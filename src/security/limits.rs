//! Request body size limits.
//!
//! # Responsibilities
//! - Pick the body limit for the request's content type
//! - Reject an oversized body before any parsing, origin check or rate
//!   limiting
//!
//! # Design Decisions
//! - A declared `Content-Length` is checked without touching the body
//! - A body without a declared length is buffered here, up to the limit, so
//!   later stages only ever see a bounded body
//! - Return 413 Payload Too Large through the error normalizer

use axum::{
    body::Body,
    extract::{Request, State},
    http::{header, HeaderMap},
    middleware::Next,
    response::Response,
};

use crate::config::LimitsConfig;
use crate::error::ApiError;
use crate::observability::metrics;

/// How a request body is encoded, as far as the pipeline cares.
#[derive(Debug, Clone, Copy, PartialEq, Eq)]
pub enum BodyKind {
    Json,
    Form,
    Other,
}

impl BodyKind {
    pub fn of(headers: &HeaderMap) -> Self {
        let Some(content_type) = headers
            .get(header::CONTENT_TYPE)
            .and_then(|v| v.to_str().ok())
        else {
            return BodyKind::Other;
        };

        let essence = content_type
            .split(';')
            .next()
            .unwrap_or_default()
            .trim()
            .to_ascii_lowercase();

        if essence == "application/json" || essence.ends_with("+json") {
            BodyKind::Json
        } else if essence == "application/x-www-form-urlencoded" {
            BodyKind::Form
        } else {
            BodyKind::Other
        }
    }
}

/// Per-encoding body limits.
#[derive(Debug, Clone, Copy)]
pub struct BodyLimits {
    pub json: usize,
    pub form: usize,
}

impl BodyLimits {
    pub fn from_config(config: &LimitsConfig) -> Self {
        Self {
            json: config.json_body_bytes,
            form: config.form_body_bytes,
        }
    }

    pub fn max(&self) -> usize {
        self.json.max(self.form)
    }

    pub fn limit_for(&self, kind: BodyKind) -> usize {
        match kind {
            BodyKind::Json => self.json,
            BodyKind::Form => self.form,
            BodyKind::Other => self.max(),
        }
    }
}

fn declared_length(headers: &HeaderMap) -> Option<u64> {
    headers
        .get(header::CONTENT_LENGTH)
        .and_then(|v| v.to_str().ok())
        .and_then(|v| v.trim().parse().ok())
}

fn too_large(limit: usize, path: &str, length: Option<u64>) -> ApiError {
    tracing::warn!(length, limit, path = %path, "Request body too large");
    metrics::record_rejected("payload_too_large");
    ApiError::PayloadTooLarge { limit }
}

/// Middleware rejecting oversized bodies, declared or streamed.
pub async fn enforce_body_limits(
    State(limits): State<BodyLimits>,
    request: Request,
    next: Next,
) -> Result<Response, ApiError> {
    let limit = limits.limit_for(BodyKind::of(request.headers()));

    match declared_length(request.headers()) {
        Some(length) if length > limit as u64 => {
            Err(too_large(limit, request.uri().path(), Some(length)))
        }
        Some(_) => Ok(next.run(request).await),
        None => {
            let (parts, body) = request.into_parts();
            let bytes = axum::body::to_bytes(body, limit).await.map_err(|err| {
                tracing::debug!(error = %err, "Failed to buffer undeclared body");
                too_large(limit, parts.uri.path(), None)
            })?;
            Ok(next.run(Request::from_parts(parts, Body::from(bytes))).await)
        }
    }
}

#[cfg(test)]
mod tests {
    use super::*;
    use axum::{
        http::{HeaderValue, StatusCode},
        routing::post,
        Router,
    };
    use tower::ServiceExt;

    const MB: usize = 1024 * 1024;

    fn headers(content_type: &str) -> HeaderMap {
        let mut headers = HeaderMap::new();
        headers.insert(header::CONTENT_TYPE, HeaderValue::from_str(content_type).unwrap());
        headers
    }

    #[test]
    fn test_body_kind_detection() {
        assert_eq!(BodyKind::of(&headers("application/json")), BodyKind::Json);
        assert_eq!(BodyKind::of(&headers("Application/JSON; charset=utf-8")), BodyKind::Json);
        assert_eq!(BodyKind::of(&headers("application/merge-patch+json")), BodyKind::Json);
        assert_eq!(
            BodyKind::of(&headers("application/x-www-form-urlencoded")),
            BodyKind::Form
        );
        assert_eq!(BodyKind::of(&headers("text/plain")), BodyKind::Other);
        assert_eq!(BodyKind::of(&HeaderMap::new()), BodyKind::Other);
    }

    #[test]
    fn test_limit_selection() {
        let limits = BodyLimits { json: 10 * MB, form: 2 * MB };
        assert_eq!(limits.limit_for(BodyKind::Json), 10 * MB);
        assert_eq!(limits.limit_for(BodyKind::Form), 2 * MB);
        assert_eq!(limits.limit_for(BodyKind::Other), 10 * MB);
    }

    fn app() -> Router {
        Router::new()
            .route("/api/upload", post(|body: String| async move { body.len().to_string() }))
            .layer(axum::middleware::from_fn_with_state(
                BodyLimits::from_config(&LimitsConfig::default()),
                enforce_body_limits,
            ))
    }

    #[tokio::test]
    async fn test_declared_oversize_rejected() {
        let request = Request::builder()
            .method("POST")
            .uri("/api/upload")
            .header(header::CONTENT_TYPE, "application/json")
            .header(header::CONTENT_LENGTH, (11 * MB).to_string())
            .body(Body::empty())
            .unwrap();

        let response = app().oneshot(request).await.unwrap();
        assert_eq!(response.status(), StatusCode::PAYLOAD_TOO_LARGE);
    }

    #[tokio::test]
    async fn test_within_limit_passes() {
        let body = vec![b'a'; 1024];
        let request = Request::builder()
            .method("POST")
            .uri("/api/upload")
            .header(header::CONTENT_LENGTH, body.len().to_string())
            .body(Body::from(body))
            .unwrap();

        let response = app().oneshot(request).await.unwrap();
        assert_eq!(response.status(), StatusCode::OK);
    }

    #[tokio::test]
    async fn test_undeclared_oversize_rejected_while_buffering() {
        let request = Request::builder()
            .method("POST")
            .uri("/api/upload")
            .header(header::CONTENT_TYPE, "application/json")
            .body(Body::from(vec![b'a'; 11 * MB]))
            .unwrap();

        let response = app().oneshot(request).await.unwrap();
        assert_eq!(response.status(), StatusCode::PAYLOAD_TOO_LARGE);
    }

    #[tokio::test]
    async fn test_undeclared_within_limit_forwarded_intact() {
        let request = Request::builder()
            .method("POST")
            .uri("/api/upload")
            .header(header::CONTENT_TYPE, "application/x-www-form-urlencoded")
            .body(Body::from(vec![b'a'; 4096]))
            .unwrap();

        let response = app().oneshot(request).await.unwrap();
        assert_eq!(response.status(), StatusCode::OK);
        let bytes = axum::body::to_bytes(response.into_body(), usize::MAX).await.unwrap();
        assert_eq!(&bytes[..], b"4096");
    }
}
====
From the data above, say how many lines include "Copy", and write nothing but the number.

2